Tuesday, November 25, 2008

MapReduce scheduling

MapReduce is fairly new and Hadoop implementation, as described in the paper , seems rather primitive and has a lot of room for improvement. I am not saying the creators of Hadoop did not do their job, but rather systems like these take time to evolve themselves. LATE is a big step towards improving its performance. The best part about this paper is that it is easy to understand , contrary to the usual scheduling paper where lots of math are used to describe their scheduling policy.

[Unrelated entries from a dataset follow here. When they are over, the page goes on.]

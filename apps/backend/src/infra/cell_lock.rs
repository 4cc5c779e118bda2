//! Per-cell mutual exclusion for the "join an open game, else create one"
//! step of ingestion.
//!
//! The globe is cut into 1-degree cells per activity. An ingest locks every
//! cell its search area touches, in sorted order, and holds the guards until
//! its game decision is persisted. A ping whose area contains another ping's
//! location has locked that ping's own cell, so two pings that can see each
//! other never decide concurrently.
//!
//! Locks are process-local. Several backend instances sharing one database
//! would need the same keys on a shared lock service.

use std::sync::Arc;

use dashmap::DashMap;
use tokio::sync::{Mutex, OwnedMutexGuard};
use tracing::trace;

use crate::domain::Area;

/// Entries are pruned once the map grows past this many idle cells.
const PRUNE_THRESHOLD: usize = 4096;

#[derive(Debug, Clone, PartialEq, Eq, Hash, PartialOrd, Ord)]
pub struct CellKey {
    pub activity: String,
    pub lat_cell: i32,
    pub lon_cell: i32,
}

fn cell_of(deg: f64) -> i32 {
    deg.floor() as i32
}

/// Every cell `area` overlaps, sorted and deduplicated.
pub fn cell_keys(activity: &str, area: &Area) -> Vec<CellKey> {
    let mut keys = Vec::new();
    for lat_cell in cell_of(area.lat_min)..=cell_of(area.lat_max) {
        for (lon_min, lon_max) in area.lon_ranges() {
            for lon_cell in cell_of(lon_min)..=cell_of(lon_max) {
                keys.push(CellKey {
                    activity: activity.to_string(),
                    lat_cell,
                    lon_cell,
                });
            }
        }
    }
    keys.sort();
    keys.dedup();
    keys
}

/// Held cells; dropping it releases them.
pub struct CellGuard {
    _guards: Vec<OwnedMutexGuard<()>>,
    cells: usize,
}

impl CellGuard {
    pub fn cells(&self) -> usize {
        self.cells
    }
}

#[derive(Default)]
pub struct CellLocks {
    cells: DashMap<CellKey, Arc<Mutex<()>>>,
}

impl CellLocks {
    pub fn new() -> Self {
        Self::default()
    }

    /// Wait for and hold every cell under `area` for `activity`.
    pub async fn lock_area(&self, activity: &str, area: &Area) -> CellGuard {
        self.prune_idle();

        let keys = cell_keys(activity, area);
        let mut guards = Vec::with_capacity(keys.len());
        for key in &keys {
            // clone the Arc so no map shard stays locked across the await
            let cell = Arc::clone(&self.cells.entry(key.clone()).or_default());
            guards.push(cell.lock_owned().await);
        }
        trace!(activity, cells = keys.len(), "cell locks acquired");

        CellGuard {
            _guards: guards,
            cells: keys.len(),
        }
    }

    /// Number of cells currently tracked, held or idle.
    pub fn tracked(&self) -> usize {
        self.cells.len()
    }

    fn prune_idle(&self) {
        if self.cells.len() <= PRUNE_THRESHOLD {
            return;
        }
        // only the map itself references an idle cell
        self.cells.retain(|_, cell| Arc::strong_count(cell) > 1);
    }
}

Enough praises.. I didn't like the parameters. I know the authors spent two pages of sensitivity analysis justifying them, and I respect their diligence. I just don't trust such static parameters can adapt to such a wide range of workloads. When things get overly complex, can we autotune it like how parallel programming community has done? It is almost impossible to predict performance because there are so many variable factors involved.

This work has much potential, especially because map reduce is merely scratching the surface of many powerful parallel distributed computation models. Many of these are only possible because of the rapid increase in network bandwidth. However, there is still significant differences in network bandwidth between different hosts in a data center. The scheduling decision here does not account for network topology and current machine workload. There are risks to using machines near the straggler as backup though, there is a higher chance for correlated failure because of network issue or machine issue (for a different thread / core on the same physical host)

All in all, this paper is great, but surely there are a lot more to be done.

Policy aware switching layer for data centers

This paper describes a way to insert middle boxes into the network in a logical but not physical fashion. This certainly relates to previous paper we have read that argues why middle boxes are disliked by the academic community because they break certain assumptions that were made during the design of the Internet.

Given a controlled environment such as Internet data center, the designer is essentially given the freedom to start from a clean slate. This allows this work to have a chance to be deployed as supposed to be a pure academic exercise, which I am really looking forward to. I suspect only real deployment will tell whether the complexity in its design is going to be an issue in daily operation or not.

In addition, I am worried that the performance overhead in the design (presenting itself as reduction in throughput as well as increase in latency) is going to render the system not cost effective economically. I am not sure how much of it comes from the fact it is Click-based and its software overhead, but it would be nice if authors could have attributed the overhead in more detail. (or perhaps our course project would help)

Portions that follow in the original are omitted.